Detection and localisation of magnetic objects

Detection and localisation of hidden magnetic objects is studied. The concomitant disturbance of the earth magnetic field is exploited. Magnetic fields and or gradients are measured with a number of sensors. Two point models for magnetic fields are selected for the analysis: the magnetic dipole and its quadrupole extension. It is shown how to apply least squares analysis of the data in order to detect and localise magnetised objects. The theoretical framework is tested in simulations, including noise. Two methods to do the minimisation are chosen. The formalism performs well in the simulations. Detection and localisation of the model objects is successful. No decisive differences in performance of the two minimisation methods are found. Results for the position parameters are reliable in any case. We have evaluated the goodness of fit in our simulations.
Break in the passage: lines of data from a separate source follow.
//! Text region detection
//!
//! Runs a segmentation model over the whole image, thresholds the resulting
//! probability map, and turns each connected foreground component into a
//! rotated quadrilateral. Each quadrilateral is widened into an axis-aligned
//! crop that the recognition stage consumes.

use image::{imageops, GrayImage, Luma, RgbImage};
use imageproc::contours::{find_contours, BorderType, Contour};
use std::path::Path;
use tracing::{debug, warn};

use super::error::{OcrError, StageResult};
use super::geometry::{expand_rect, min_area_rect, CropRect, RegionPolygon};
use super::preprocess::{detection_size, resize, to_channel_order, write_planar};
use super::scratch::ScratchBuffer;
use super::session::{InferenceSession, ModelOutput, OnnxSession, ShapeCache};
use super::stage::{InferenceStage, Prepared};
use crate::config::{DetectionSettings, SessionSettings};

/// A detected text region cut out of the resized image
#[derive(Debug, Clone)]
pub struct CroppedRegion {
    /// Rotated quadrilateral in resized-image coordinates
    pub polygon: RegionPolygon,
    /// Expanded crop rectangle in resized-image coordinates
    pub bounds: CropRect,
    /// The same rectangle mapped back onto the input image
    pub source_bounds: CropRect,
    /// Deep copy of the pixels inside `bounds`, in codec channel order
    pub image: RgbImage,
}

impl CroppedRegion {
    /// Whether the crop holds no pixels
    pub fn is_empty(&self) -> bool {
        self.image.width() == 0 || self.image.height() == 0
    }
}

/// Text detection stage
pub struct TextDetector {
    session: Box<dyn InferenceSession>,
    settings: DetectionSettings,
    scratch: ScratchBuffer,
    shapes: ShapeCache,
}

impl TextDetector {
    /// Create a detector around an already-loaded session
    pub fn new(session: Box<dyn InferenceSession>, settings: DetectionSettings) -> Self {
        Self {
            session,
            settings,
            scratch: ScratchBuffer::new(),
            shapes: ShapeCache::new(),
        }
    }

    /// Load the detection model from disk
    pub fn from_model(
        model_path: &Path,
        session_settings: &SessionSettings,
        settings: DetectionSettings,
    ) -> StageResult<Self> {
        let session = OnnxSession::new(model_path, session_settings)?;
        Ok(Self::new(Box::new(session), settings))
    }

    /// Current detection settings
    pub fn settings(&self) -> &DetectionSettings {
        &self.settings
    }

    /// Change the binarization threshold
    pub fn set_threshold(&mut self, threshold: f32) {
        self.settings.threshold = threshold;
    }

    /// Number of input shape descriptors built so far
    pub fn shape_rebuilds(&self) -> u64 {
        self.shapes.rebuilds()
    }

    /// Detect regions, surfacing inference failures
    pub fn try_detect(&mut self, image: &RgbImage) -> StageResult<Vec<CroppedRegion>> {
        self.infer(image)
    }

    /// Detect regions; any failure yields an empty list
    pub fn detect(&mut self, image: &RgbImage) -> Vec<CroppedRegion> {
        self.try_detect(image).unwrap_or_else(|e| {
            warn!("Text detection failed: {}", e);
            Vec::new()
        })
    }
}

impl InferenceStage for TextDetector {
    type Input = RgbImage;
    type Output = Vec<CroppedRegion>;

    fn preprocess(&mut self, image: &RgbImage) -> StageResult<Prepared> {
        let (width, height) = image.dimensions();
        if width == 0 || height == 0 {
            return Err(OcrError::InvalidInput("image has zero area".to_string()));
        }

        let (new_w, new_h) = detection_size(
            width,
            height,
            self.settings.max_side_len,
            self.settings.stride,
        )
        .ok_or_else(|| {
            OcrError::InvalidInput(format!(
                "{}x{} image is too thin to align to stride {}",
                width, height, self.settings.stride
            ))
        })?;

        let ordered = to_channel_order(image, self.settings.channel_order);
        let resized = resize(&ordered, new_w, new_h);

        let dims = [1, 3, new_h as usize, new_w as usize];
        write_planar(&resized, self.scratch.prepare(dims.iter().product()));

        Ok(Prepared {
            dims,
            resized,
            scale: (new_w as f32 / width as f32, new_h as f32 / height as f32),
        })
    }

    fn infer(&mut self, image: &RgbImage) -> StageResult<Vec<CroppedRegion>> {
        let prepared = match self.preprocess(image) {
            Ok(prepared) => prepared,
            Err(OcrError::InvalidInput(reason)) => {
                debug!("Skipping detection: {}", reason);
                return Ok(Vec::new());
            }
            Err(e) => return Err(e),
        };

        let shape = self.shapes.descriptor(prepared.dims);
        let output = self
            .session
            .run(self.scratch.as_slice(prepared.len()), shape)?;

        self.postprocess(&output, &prepared)
    }

    fn postprocess(&mut self, output: &ModelOutput, prepared: &Prepared) -> StageResult<Vec<CroppedRegion>> {
        let rank = output.shape.len();
        if rank < 2 {
            return Err(OcrError::Inference(format!(
                "probability map has shape {:?}",
                output.shape
            )));
        }
        let (map_h, map_w) = (output.shape[rank - 2], output.shape[rank - 1]);
        let plane = map_h * map_w;
        if output.data.len() < plane {
            return Err(OcrError::Inference(format!(
                "probability map holds {} values, shape {:?} needs {}",
                output.data.len(),
                output.shape,
                plane
            )));
        }

        let polygons = find_region_polygons(
            &output.data[..plane],
            map_w as u32,
            map_h as u32,
            self.settings.threshold,
        );

        let restored = to_channel_order(&prepared.resized, self.settings.channel_order);
        let (img_w, img_h) = restored.dimensions();
        let (sx, sy) = prepared.scale;

        let regions: Vec<CroppedRegion> = polygons
            .into_iter()
            .map(|polygon| {
                let bounds = expand_rect(
                    polygon.bounding_rect(),
                    self.settings.horizontal_ratio,
                    self.settings.vertical_ratio,
                    img_w,
                    img_h,
                );
                let image = imageops::crop_imm(&restored, bounds.x, bounds.y, bounds.width, bounds.height)
                    .to_image();
                CroppedRegion {
                    polygon,
                    bounds,
                    source_bounds: bounds.scaled(1.0 / sx, 1.0 / sy),
                    image,
                }
            })
            .collect();

        debug!(
            "Detection produced {} regions from a {}x{} map",
            regions.len(),
            map_w,
            map_h
        );
        Ok(regions)
    }
}

/// Foreground mask: 255 where `prob >= threshold`, else 0
pub fn binarize(map: &[f32], width: u32, height: u32, threshold: f32) -> GrayImage {
    GrayImage::from_fn(width, height, |x, y| {
        let prob = map[(y * width + x) as usize];
        Luma([if prob >= threshold { 255 } else { 0 }])
    })
}

/// Rotated quadrilaterals of the outermost foreground components
///
/// Order follows contour discovery and is stable for identical input.
pub fn find_region_polygons(map: &[f32], width: u32, height: u32, threshold: f32) -> Vec<RegionPolygon> {
    let binary = binarize(map, width, height, threshold);
    let contours: Vec<Contour<u32>> = find_contours(&binary);

    contours
        .iter()
        .filter(|c| c.border_type == BorderType::Outer && c.parent.is_none())
        .filter_map(|c| min_area_rect(&c.points))
        .collect()
}
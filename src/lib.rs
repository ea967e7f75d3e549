//! TextSight - two-stage OCR over ONNX Runtime
//!
//! Finds text regions in an encoded image with a segmentation model and
//! reads each region with a sequence recognition model.

pub mod config;
pub mod storage;
pub mod vision;

pub use config::PipelineConfig;
pub use vision::{
    BatchRunner, CodecError, OcrError, OcrOutput, OcrPipeline, SharedPipeline, TextRegion,
};
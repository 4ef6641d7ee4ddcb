use std::{sync::Arc, time::Duration};

use async_trait::async_trait;
use ethers::{
    middleware::{
        gas_escalator::{Frequency, GeometricGasPrice},
        nonce_manager::NonceManagerError,
        GasEscalatorMiddleware, MiddlewareError, NonceManagerMiddleware, SignerMiddleware,
    },
    providers::{
        Http, HttpClientError, HttpRateLimitRetryPolicy, Middleware, PendingTransaction, Provider,
        RetryClient, RetryClientBuilder, RetryPolicy,
    },
    signers::Signer,
    types::{transaction::eip2718::TypedTransaction, Address, BlockId},
};
use eyre::Result;

const RATE_LIMIT_RETRIES: u32 = 10;
const TIMEOUT_RETRIES: u32 = 3;
const INITIAL_BACKOFF: Duration = Duration::from_millis(100);

// Pending transactions are repriced by 12.5% for every ten seconds they wait.
const GAS_PRICE_COEFFICIENT: f64 = 1.125;
const GAS_PRICE_EVERY_SECS: u64 = 10;

/// Nodes reject a creation transaction with this message when they estimated
/// its gas against a block that has since been replaced.
const INTRINSIC_GAS_ERROR: &str = "intrinsic gas too high";

#[derive(Debug, Default)]
struct DeployRetryPolicy {
    rate_limits: HttpRateLimitRetryPolicy,
}

impl RetryPolicy<HttpClientError> for DeployRetryPolicy {
    fn should_retry(&self, error: &HttpClientError) -> bool {
        self.rate_limits.should_retry(error) || error.to_string().contains(INTRINSIC_GAS_ERROR)
    }

    fn backoff_hint(&self, error: &HttpClientError) -> Option<Duration> {
        self.rate_limits.backoff_hint(error).or_else(|| {
            error
                .to_string()
                .contains(INTRINSIC_GAS_ERROR)
                .then_some(INITIAL_BACKOFF)
        })
    }
}

/// Wraps the HTTP transport of `provider` in a retrying client. The poll
/// interval of `provider` is kept.
fn retrying(provider: Provider<Http>) -> Provider<Arc<RetryClient<Http>>> {
    let interval = provider.get_interval();
    let transport = RetryClientBuilder::default()
        .rate_limit_retries(RATE_LIMIT_RETRIES)
        .timeout_retries(TIMEOUT_RETRIES)
        .initial_backoff(INITIAL_BACKOFF)
        .build(
            provider.as_ref().clone(),
            Box::<DeployRetryPolicy>::default(),
        );
    Provider::new(Arc::new(transport)).interval(interval)
}

type Transport = Arc<RetryClient<Http>>;

type Stack<S> =
    NonceManagerMiddleware<SignerMiddleware<GasEscalatorMiddleware<Provider<Transport>>, S>>;

/// The deployer's signing client. From the outside in, the stack is a nonce
/// manager, a signer bound to the node's chain id, a gas escalator and a
/// retrying HTTP transport.
#[derive(Debug)]
pub struct ChainClient<S: Signer + 'static> {
    stack: Stack<S>,
    deployer: Address,
}

impl<S: Signer + 'static> ChainClient<S> {
    pub async fn new(provider: Provider<Http>, signer: S) -> Result<Self> {
        let escalator = GasEscalatorMiddleware::new(
            retrying(provider),
            GeometricGasPrice::new(GAS_PRICE_COEFFICIENT, GAS_PRICE_EVERY_SECS, None::<u64>),
            Frequency::PerBlock,
        );
        let signing = SignerMiddleware::new_with_provider_chain(escalator, signer).await?;
        let deployer = signing.address();
        Ok(Self {
            stack: NonceManagerMiddleware::new(signing, deployer),
            deployer,
        })
    }

    /// The address of the deploying account.
    pub fn address(&self) -> Address {
        self.deployer
    }
}

#[async_trait]
impl<S: Signer + 'static> Middleware for ChainClient<S> {
    type Error = NonceManagerError<Self::Inner>;
    type Provider = Transport;
    type Inner = Stack<S>;

    fn inner(&self) -> &Self::Inner {
        &self.stack
    }

    // Only submission is overridden. Everything else falls through to the
    // stack through the trait's default methods.
    async fn send_transaction<T: Into<TypedTransaction> + Send + Sync>(
        &self,
        tx: T,
        block: Option<BlockId>,
    ) -> Result<PendingTransaction<'_, Self::Provider>, Self::Error> {
        self.stack
            .send_transaction(tx, block)
            .await
            .map_err(MiddlewareError::from_err)
    }
}
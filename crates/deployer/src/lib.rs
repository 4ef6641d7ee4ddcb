pub mod artifacts;
pub mod chain;
pub mod config;
pub mod deploy;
Theoretical and simulated chi-square distributions are compared for different fit models and noise distributions with satisfactory results. The obtained parameter distributions are Gaussian. Measurements are performed to test the algorithms on real data collected for three ferromagnetic objects: a magnet, pipe and block. The magnet is easily localised, the pipe reasonably well. The block cannot be localised: its field variations cannot be distinguished from background field variations. Subsequent simulations show that using gradiometers improves the performances of the algorithms. The effects of a number of controllable parameters are evaluated.